Tuesday April 2, 2013
The changing world of political parties
Ceritalah
By Karim Raslan
From Asia to South America, strong political parties have known to have fallen. But some like India’s Congress Party or Japan’s Liberal Democratic Party have reinvented themselves and risen to the fore again.
THAT’S the question many Malaysians are asking themselves as we anxiously await elections and ponder who to support.
My answer is: yes, of course they can. But sometimes, they need to lose and spend time in the wilderness before renewal kicks in.
Look at how India’s Congress Party, having lost power to the BJP in 1996 was able to make a stunning comeback in 2004.
True, Congress may lose power again in the next elections (expected in 2014) but they would reinvent themselves (if not under Rahul Gandhi then certainly his sister, Priyanka) and remain a force in Indian politics.
A more recent example is Japan’s Liberal Democratic Party (LDP).
Most analysts consigned Shinzo Abe and the LDP to oblivion after their 2009 defeat.
Fast-forward to today and both are back in office, determined to remake Japan’s economy and defence as they see fit.
The most remarkable example of a ruling party losing power and then reviving themselves has taken place in Mexico.
Last December, around the time Abe was staging his comeback, the 46-year-old former governor of Mexico State Enrique Pena Nieto was sworn in as president.
He’s a member of the Institutional Revolutionary Party (PRI), which ruled Mexico for 71 years before losing the presidency to Vicente Fox of the National Action Party in 2000.

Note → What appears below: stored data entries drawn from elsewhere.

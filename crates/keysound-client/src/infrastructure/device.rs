//! Input event device reader.
//!
//! `/dev/input/event*` nodes are character devices that support `epoll`, so
//! they can be opened with `O_NONBLOCK` and driven by tokio's reactor through
//! [`AsyncFd`]. Each successful read returns whole 24-byte records.

use std::fs::{File, OpenOptions};
use std::io::{self, Read};
use std::os::unix::fs::OpenOptionsExt;
use std::os::unix::io::AsRawFd;
use std::path::Path;
use std::pin::Pin;
use std::task::{ready, Context, Poll};

use tokio::io::{unix::AsyncFd, AsyncRead, ReadBuf};

/// An async reader over a non-blocking file descriptor.
///
/// `T` defaults to [`File`]; tests substitute one end of a socket pair.
#[derive(Debug)]
pub struct EventDevice<T: AsRawFd = File> {
    inner: AsyncFd<T>,
}

impl EventDevice<File> {
    /// Opens `path` read-only and non-blocking.
    ///
    /// `path` must be pollable: a character device such as
    /// `/dev/input/event3`, a FIFO or a socket. Linux epoll refuses regular
    /// files, so a recorded event dump cannot be replayed through here; pipe
    /// it through a FIFO instead.
    ///
    /// # Errors
    ///
    /// Returns the OS error if the node cannot be opened (missing, or the
    /// caller lacks permission) or cannot be registered with the runtime.
    /// A regular file fails with `EPERM`.
    pub fn open(path: impl AsRef<Path>) -> io::Result<Self> {
        let file = OpenOptions::new()
            .read(true)
            .custom_flags(libc::O_NONBLOCK)
            .open(path)?;
        Self::new(file)
    }
}

impl<T: AsRawFd> EventDevice<T> {
    /// Wraps an already non-blocking descriptor.
    ///
    /// Must be called from within a tokio runtime.
    pub fn new(inner: T) -> io::Result<Self> {
        Ok(Self {
            inner: AsyncFd::new(inner)?,
        })
    }

    /// Returns the wrapped descriptor.
    pub fn get_ref(&self) -> &T {
        self.inner.get_ref()
    }
}

impl<T: AsRawFd + Read + Unpin> AsyncRead for EventDevice<T> {
    fn poll_read(
        self: Pin<&mut Self>,
        cx: &mut Context<'_>,
        buf: &mut ReadBuf<'_>,
    ) -> Poll<io::Result<()>> {
        let this = self.get_mut();
        loop {
            let mut guard = ready!(this.inner.poll_read_ready_mut(cx))?;
            let unfilled = buf.initialize_unfilled();
            match guard.try_io(|fd| fd.get_mut().read(unfilled)) {
                Ok(Ok(n)) => {
                    buf.advance(n);
                    return Poll::Ready(Ok(()));
                }
                Ok(Err(e)) => return Poll::Ready(Err(e)),
                // Readiness was stale; try_io already cleared it.
                Err(_would_block) => continue,
            }
        }
    }
}

// ── Tests ─────────────────────────────────────────────────────────────────────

PRI maintained power through massive corruption and fraud, leading the Peruvian Nobel laureate Mario Vargas Llosa to label its regime a “perfect dictatorship”.
Indeed, PRI was more opportunistic rather than ideological even though its cadres claimed to be leftist.
Certainly, deep (almost symbiotic) relations with the labour unions helped secure continuing electoral support.
Conversely, the PRI also spawned a host of multi-billionaires, most notably Carlos Slim when they initiated a slew of privatisations, including the country’s telephone operator, Telmex in 1990.
Telecommunications was the foundation of Slim’s fabulous fortune, currently estimated at over US$73bil (RM226bil).
However, telephony costs in Mexico are amongst the highest in the world as two groups – Slim’s Telmex and América Móvil control 80% and 70% of Mexico’s fixed lines and mobile telephone markets, respectively.
At the same time, another plutocrat, media mogul Emilio Azcarraga Vidaurreta’s Televisa media company controls 60% of Mexico’s commercial television.
Some Mexicans therefore greeted Pena Nieto’s victory with trepidation: would they experience a return to the abuses of the past?
The personable new president, however, has sprung many surprises.
One of his first acts was to persuade Mexico’s other political parties to sign a “Pact for Mexico”, a 95-point document that pledges sweeping reforms, such as making it easier to fire underperforming teachers, imposing a value-added tax (VAT) on food and medicine to boost revenue, as well as greater transparency over local government finances.
Rhetoric aside, Pena Nieto has shown that he has the courage to push his reforms through.
The president won plaudits for jailing the head of Mexico’s all-powerful teacher’s union, Elba Esther Gordillo, over an alleged US$160mil (RM496mil) embezzlement.
Gordillo, dubbed “The Teacher”, was once seen as untouchable and had stood in the way of educational reform.
Pena Nieto is also expected to open up Mexico’s promising but stagnant and under-performing oil industry, which is currently dominated by state producer Petroleos Mexicanos (Pemex).
Details are sketchy but it may include allowing for greater foreign participation.
Pena Nieto has also announced plans to break the monopolies of Slim and Azcarraga by limiting telecommunication companies to a 50% market share and creating two new TV network concessions which Televisa will be banned from bidding for.
The president has also badgered his PRI cadres to give him more power to tweak party policies on energy reform and introducing the VAT.
PRI’s shift on VAT represents an especially dramatic reversal as the party had been dead-set against such measures when they were in opposition.
Realising the president’s determination, members of the establishment, including the head of Pemex’s union Carlos Romero Deschamps (who interestingly has also been accused of impropriety) and Carlos Slim himself, have lined up to endorse Pena Nieto’s reforms.
His brand of conviction politics proves that it’s possible to resist pressure from vested interests, whether on the left, right or from within and outside a party.
Indeed, Pena Nieto has shown a laudable willingness to put the national interests first: Azcarraga’s Televisa, which would be hurt by his reforms, is ironically an ally of PRI which always gave the party favourable coverage.
The president has also shown unusual courage in striking out so early into his term in office, proving the importance of acting immediately if a leader is serious about any kind of reform agenda.
True, it remains to be seen if the reforms can be enacted in totality.
Nevertheless, it’s not impossible that Mexico can reach its full potential under Pena Nieto’s leadership.